An episiotomy is a surgical incision made at the time of child birth in the muscle between the woman’s vagina and rectum to increase the size of the opening through which a baby emerges. This is to assist in the delivery of the baby and to ease its passage.
Women who have not received an epidural are typically given a local anesthetic prior to performing an episiotomy. An episiotomy usually takes between 4 and 6 weeks to heal, depending upon the size of the incision and the kind of suturing done.
An episiotomy has been a controversial subject and in recent times, the incidences of this surgical procedure have gone down since earlier times when episiotomies were often performed without any real requirement.
There are several benefits to having an episiotomy in that it makes it easier for the mother to deliver her baby since there is less pushing for her to do.
The often made argument in favor of episiotomies is that it can trauma to the vaginal tissue and is easier to recover from that spontaneous or accidental tearing of the tissue there, with fewer chances of complications.
If there is any kind of fetal distress or if the baby is in an awkward position, an episiotomy is indicated for a speedier delivery. Also if there is danger of extensive tearing or laceration an episiotomy is recommended.
Earlier it was also believed that episiotomies could prevent incontinence and prevent displacement of the bladder and rectum however it has later been found that routine episiotomies do not prevent this. The argument against routine episiotomies is strong – firstly there is the fact that recovery can be long and uncomfortable; and could mean painful sex for a long time.

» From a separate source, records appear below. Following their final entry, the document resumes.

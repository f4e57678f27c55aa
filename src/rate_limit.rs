//! Per-connection throttling of inbound frames.

use std::{collections::HashMap, sync::Arc, time::Duration};
use tokio::{sync::RwLock, time::Instant};

use crate::{error::RateLimitError, identity::ConnectionId};

/// Configuration for rate limiting.
#[derive(Debug, Clone)]
pub struct MessageLimits {
  /// Maximum frame size in bytes
  pub max_size_bytes: usize,
  /// Maximum frames per time window
  pub max_messages_per_window: u32,
  /// Time window for rate limiting
  pub window_duration: Duration,
  /// How long a connection that exceeded the limit is ignored
  pub ban_duration: Duration,
}

impl Default for MessageLimits {
  fn default() -> Self {
    Self {
      max_size_bytes: 64 * 1024,
      max_messages_per_window: 30,
      window_duration: Duration::from_secs(1),
      ban_duration: Duration::from_secs(10),
    }
  }
}

#[derive(Debug, Default)]
struct ConnectionRateState {
  message_times: Vec<Instant>,
  banned_until: Option<Instant>,
}

impl ConnectionRateState {
  fn is_banned(&self, now: Instant) -> bool {
    self.banned_until.is_some_and(|until| now < until)
  }

  fn clean_old_messages(&mut self, now: Instant, window: Duration) {
    self.message_times.retain(|&time| now.duration_since(time) < window);
  }
}

/// Sliding-window limiter keyed by connection id.
#[derive(Clone)]
pub struct RateLimiter {
  limits: MessageLimits,
  states: Arc<RwLock<HashMap<ConnectionId, ConnectionRateState>>>,
}

impl RateLimiter {
  pub fn new(limits: MessageLimits) -> Self {
    Self {
      limits,
      states: Arc::new(RwLock::new(HashMap::new())),
    }
  }

  pub fn limits(&self) -> &MessageLimits {
    &self.limits
  }

  /// Check whether a frame of `message_size` bytes from `connection_id` may be processed.
  pub async fn check_allowed(&self, connection_id: &ConnectionId, message_size: usize) -> Result<(), RateLimitError> {
    if message_size > self.limits.max_size_bytes {
      return Err(RateLimitError::TooLarge {
        size: message_size,
        max: self.limits.max_size_bytes,
      });
    }

    let now = Instant::now();
    let mut states = self.states.write().await;
    let state = states.entry(connection_id.clone()).or_default();

    if state.is_banned(now) {
      return Err(RateLimitError::Banned);
    }

    state.clean_old_messages(now, self.limits.window_duration);

    if state.message_times.len() >= self.limits.max_messages_per_window as usize {
      state.banned_until = Some(now + self.limits.ban_duration);
      state.message_times.clear();
      tracing::warn!("Connection {} exceeded rate limit and was throttled", connection_id);
      return Err(RateLimitError::Exceeded {
        max: self.limits.max_messages_per_window,
        window_ms: self.limits.window_duration.as_millis(),
      });
    }

    state.message_times.push(now);
    Ok(())
  }

  pub async fn is_banned(&self, connection_id: &ConnectionId) -> bool {
    let states = self.states.read().await;
    states.get(connection_id).is_some_and(|s| s.is_banned(Instant::now()))
  }

  /// Drop all state for a closed connection.
  pub async fn forget(&self, connection_id: &ConnectionId) {
    self.states.write().await.remove(connection_id);
  }

  pub async fn tracked(&self) -> usize {
    self.states.read().await.len()
  }
}

/// ######################################## TESTS ########################################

There are also several complications that can occur as a result of an episiotomy – there is the danger of infection and delayed or improper healing, since there are chances of improper closure of the wound given the location of the incision.
There also exist possibilities of swelling and bleeding from the area and which can create problems. Short term sexual dysfunction may be noted and many women report that they are unable to have pain free sex for many months after the delivery. According to many experts the risk of developing fecal incontinence is also said to rise with this surgical procedure.
So the bottom line is that episiotomies are not to be performed routinely, they should only be done when there exists an actual medical requirement.